Metadata-Version: 2.3
Name: polars_sim
Version: 0.1.1
Classifier: Programming Language :: Rust
Classifier: Programming Language :: Python :: Implementation :: CPython
Classifier: Programming Language :: Python :: Implementation :: PyPy
Requires-Dist: polars[pyarrow] >=1.8.2
License-File: LICENSE.md
Summary: Fast similarity join for polars DataFrames.
Author-email: "Dr.
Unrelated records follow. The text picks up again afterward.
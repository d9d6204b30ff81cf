//! API Handlers
//!
//! HTTP request handlers for each content endpoint.

use std::sync::Arc;

use axum::{
    extract::{Path, Query, State},
    http::{header, HeaderMap, HeaderValue, StatusCode},
    response::{IntoResponse, Response},
    Json,
};
use serde::Serialize;

use crate::cache::Resolved;
use crate::error::{AppError, Result};
use crate::models::{
    HealthResponse, InvalidationResponse, PostsQuery, RelatedQuery, SearchQuery, StatsResponse,
    SuggestQuery,
};
use crate::ranking::{ScoredItem, SearchHistory, SuggestionEntry};
use crate::service::ContentService;

/// Header naming the tier that served a response
pub const X_CACHE: &str = "x-cache";

/// Application state shared across all handlers.
#[derive(Clone)]
pub struct AppState {
    pub service: Arc<ContentService>,
}

impl AppState {
    pub fn new(service: ContentService) -> Self {
        Self {
            service: Arc::new(service),
        }
    }
}

/// JSON response carrying `X-Cache` and `ETag` for one resolution.
///
/// Answers 304 when the client already holds the same fingerprint.
fn cached_json<T: Serialize>(request_headers: &HeaderMap, resolved: Resolved<T>) -> Response {
    let etag = format!("\"{}\"", resolved.fingerprint);
    let from = resolved.from.as_str();

    let mut headers = HeaderMap::new();
    headers.insert(X_CACHE, HeaderValue::from_static(from));
    if let Ok(value) = HeaderValue::from_str(&etag) {
        headers.insert(header::ETAG, value);
    }

    let not_modified = request_headers
        .get(header::IF_NONE_MATCH)
        .and_then(|v| v.to_str().ok())
        .is_some_and(|v| v.split(',').any(|tag| tag.trim() == etag));
    if not_modified {
        return (StatusCode::NOT_MODIFIED, headers).into_response();
    }

    (headers, Json(resolved.data)).into_response()
}

fn validated(error: Option<String>) -> Result<()> {
    match error {
        Some(message) => Err(AppError::InvalidRequest(message)),
        None => Ok(()),
    }
}

/// Handler for GET /health
pub async fn health_handler(State(state): State<AppState>) -> Json<HealthResponse> {
    Json(HealthResponse::healthy(state.service.is_running()))
}

/// Handler for GET /stats
pub async fn stats_handler(State(state): State<AppState>) -> Json<StatsResponse> {
    Json(state.service.stats().await.into())
}

/// Handler for GET /posts
pub async fn list_posts_handler(
    State(state): State<AppState>,
    headers: HeaderMap,
    Query(query): Query<PostsQuery>,
) -> Result<Response> {
    validated(query.validate())?;
    let page = state.service.posts(&query).await?;
    Ok(cached_json(&headers, page))
}

/// Handler for GET /posts/:id
pub async fn get_post_handler(
    State(state): State<AppState>,
    headers: HeaderMap,
    Path(id): Path<u64>,
) -> Result<Response> {
    let post = state.service.post(id).await?;
    Ok(cached_json(&headers, post))
}

/// Handler for GET /posts/slug/:slug
pub async fn get_post_by_slug_handler(
    State(state): State<AppState>,
    headers: HeaderMap,
    Path(slug): Path<String>,
) -> Result<Response> {
    if slug.trim().is_empty() {
        return Err(AppError::InvalidRequest("Slug cannot be empty".to_string()));
    }
    let post = state.service.post_by_slug(&slug).await?;
    Ok(cached_json(&headers, post))
}

/// Handler for GET /posts/:id/related
pub async fn related_handler(
    State(state): State<AppState>,
    Path(id): Path<u64>,
    Query(query): Query<RelatedQuery>,
) -> Result<Json<Vec<ScoredItem>>> {
    validated(query.validate())?;
    Ok(Json(state.service.related(id, query.limit()).await?))
}

/// Handler for GET /categories
pub async fn categories_handler(
    State(state): State<AppState>,
    headers: HeaderMap,
) -> Result<Response> {
    let categories = state.service.categories().await?;
    Ok(cached_json(&headers, categories))
}

/// Handler for GET /tags
pub async fn tags_handler(State(state): State<AppState>, headers: HeaderMap) -> Result<Response> {
    let tags = state.service.tags().await?;
    Ok(cached_json(&headers, tags))
}

/// Handler for GET /homepage
pub async fn homepage_handler(
    State(state): State<AppState>,
    headers: HeaderMap,
) -> Result<Response> {
    let homepage = state.service.homepage().await?;
    Ok(cached_json(&headers, homepage))
}

/// Handler for GET /search
pub async fn search_handler(
    State(state): State<AppState>,
    headers: HeaderMap,
    Query(query): Query<SearchQuery>,
) -> Result<Response> {
    validated(query.validate())?;
    let results = state
        .service
        .search(&query.q, query.page.unwrap_or(1), query.order)
        .await?;
    Ok(cached_json(&headers, results))
}

/// Handler for GET /search/suggest
pub async fn suggest_handler(
    State(state): State<AppState>,
    Query(query): Query<SuggestQuery>,
) -> Result<Json<Vec<SuggestionEntry>>> {
    validated(query.validate())?;
    Ok(Json(state.service.suggest(&query.q).await))
}

/// Handler for GET /search/history
pub async fn history_handler(State(state): State<AppState>) -> Json<SearchHistory> {
    Json(state.service.history().await)
}

/// Handler for DELETE /search/history
pub async fn clear_history_handler(State(state): State<AppState>) -> StatusCode {
    state.service.clear_history().await;
    StatusCode::NO_CONTENT
}

/// Handler for POST /invalidate/posts/:id
pub async fn invalidate_post_handler(
    State(state): State<AppState>,
    Path(id): Path<u64>,
) -> Json<InvalidationResponse> {
    let report = state.service.invalidate_post(id).await;
    Json(InvalidationResponse::new(format!("post {id}"), report))
}

/// Handler for POST /invalidate/taxonomy
pub async fn invalidate_taxonomy_handler(
    State(state): State<AppState>,
) -> Json<InvalidationResponse> {
    let report = state.service.invalidate_taxonomy().await;
    Json(InvalidationResponse::new("taxonomy", report))
}
//! Response DTOs for the content API
//!
//! Bodies the handlers return that are not domain types themselves.

use serde::Serialize;

use crate::cache::{CacheStats, InvalidationReport, TierStats};

/// Statistics of one tier plus its hit rate.
#[derive(Debug, Clone, Serialize)]
pub struct TierStatsResponse {
    #[serde(flatten)]
    pub stats: CacheStats,
    /// Hit rate (hits / (hits + misses))
    pub hit_rate: f64,
}

impl From<CacheStats> for TierStatsResponse {
    fn from(stats: CacheStats) -> Self {
        Self {
            hit_rate: stats.hit_rate(),
            stats,
        }
    }
}

/// Response body for the stats endpoint (GET /stats)
#[derive(Debug, Clone, Serialize)]
pub struct StatsResponse {
    pub memory: TierStatsResponse,
    pub server: TierStatsResponse,
    pub client: TierStatsResponse,
}

impl From<TierStats> for StatsResponse {
    fn from(stats: TierStats) -> Self {
        Self {
            memory: stats.memory.into(),
            server: stats.server.into(),
            client: stats.client.into(),
        }
    }
}

/// Response body for the invalidation endpoints
#[derive(Debug, Clone, Serialize)]
pub struct InvalidationResponse {
    /// What was invalidated, e.g. "post 5" or "taxonomy"
    pub target: String,
    #[serde(flatten)]
    pub report: InvalidationReport,
    /// Entries removed in total
    pub removed: usize,
}

impl InvalidationResponse {
    pub fn new(target: impl Into<String>, report: InvalidationReport) -> Self {
        Self {
            target: target.into(),
            removed: report.direct + report.swept,
            report,
        }
    }
}

/// Response body for the health endpoint (GET /health)
#[derive(Debug, Clone, Serialize)]
pub struct HealthResponse {
    /// Health status (e.g., "healthy")
    pub status: String,
    /// Current timestamp in ISO 8601 format
    pub timestamp: String,
    /// Whether the background cleanup task is alive
    pub cleanup_running: bool,
}

impl HealthResponse {
    /// Creates a new HealthResponse with current timestamp
    pub fn healthy(cleanup_running: bool) -> Self {
        Self {
            status: "healthy".to_string(),
            timestamp: chrono::Utc::now().to_rfc3339(),
            cleanup_running,
        }
    }
}

/// Error response body for all error conditions
#[derive(Debug, Clone, Serialize)]
pub struct ErrorResponse {
    /// Error message describing what went wrong
    pub error: String,
}

impl ErrorResponse {
    /// Creates a new ErrorResponse
    pub fn new(error: impl Into<String>) -> Self {
        Self {
            error: error.into(),
        }
    }
}

#[cfg(test)]
mod tests {
    use super::*;

    #[test]
    fn test_tier_stats_response_flattens_counters() {
        let mut stats = CacheStats::new(10);
        stats.record_hit();
        stats.record_hit();
        stats.record_hit();
        stats.record_miss();

        let json = serde_json::to_value(TierStatsResponse::from(stats)).unwrap();

        assert_eq!(json["hits"], 3);
        assert_eq!(json["max_size"], 10);
        assert_eq!(json["hit_rate"], 0.75);
    }

    #[test]
    fn test_invalidation_response_totals() {
        let response = InvalidationResponse::new("post 5", InvalidationReport { direct: 3, swept: 6 });

        assert_eq!(response.removed, 9);
        let json = serde_json::to_string(&response).unwrap();
        assert!(json.contains("\"direct\":3"));
    }

    #[test]
    fn test_health_response() {
        let response = HealthResponse::healthy(true);
        assert_eq!(response.status, "healthy");
        assert!(!response.timestamp.is_empty());
    }

    #[test]
    fn test_error_response() {
        let response = ErrorResponse::new("Not found");
        let json = serde_json::to_string(&response).unwrap();
        assert!(json.contains("\"error\":\"Not found\""));
    }
}
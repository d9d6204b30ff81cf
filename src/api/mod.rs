//! API Module
//!
//! HTTP handlers and routing for the content REST API.
//!
//! # Endpoints
//! - `GET /posts`, `GET /posts/:id`, `GET /posts/slug/:slug` - Cached posts
//! - `GET /posts/:id/related` - Related posts, best first
//! - `GET /categories`, `GET /tags`, `GET /homepage` - Cached taxonomy and bundles
//! - `GET /search`, `GET /search/suggest` - Ranked search and suggestions
//! - `GET /search/history`, `DELETE /search/history` - Search history
//! - `POST /invalidate/posts/:id`, `POST /invalidate/taxonomy` - Invalidation
//! - `GET /stats`, `GET /health` - Tier statistics and health

pub mod handlers;
pub mod routes;

pub use handlers::*;
pub use routes::create_router;
//! Cache Module
//!
//! Three-tier content cache with TTL expiration, size-bounded eviction and
//! targeted invalidation.

mod entry;
pub mod invalidation;
pub mod keys;
pub mod persistent;
mod stats;
mod store;
pub mod tier;
pub mod tiered;


// Re-export public types
pub use entry::{current_timestamp_ms, fingerprint, CacheEntry};
pub use invalidation::{InvalidationReport, InvalidationRouter};
pub use keys::{CacheKey, Operation, OperationKind, ParamValue, Params};
pub use persistent::{FileKvStore, KeyValueStore, MemoryKvStore, PersistentTier};
pub use stats::CacheStats;
pub use store::CacheStore;
pub use tier::{CacheTier, MemoryTier, TierLevel};
pub use tiered::{Resolved, ResolvedFrom, TierStats, TieredCache};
André Schemaitat" <a.schemaitat@gmail.com>
Requires-Python: >=3.10
Description-Content-Type: text/markdown; charset=UTF-8; variant=GFM

# polars_sim

## Description

Implements an **approximate join** of two polars dataframes based on string columns.


Right now, we use a fixed vectorization, which is applied on the fly and eventually
used in a sparse matrix multiplication combined with a top-n selection. This produces
the cosine similarities of the individual string pairs.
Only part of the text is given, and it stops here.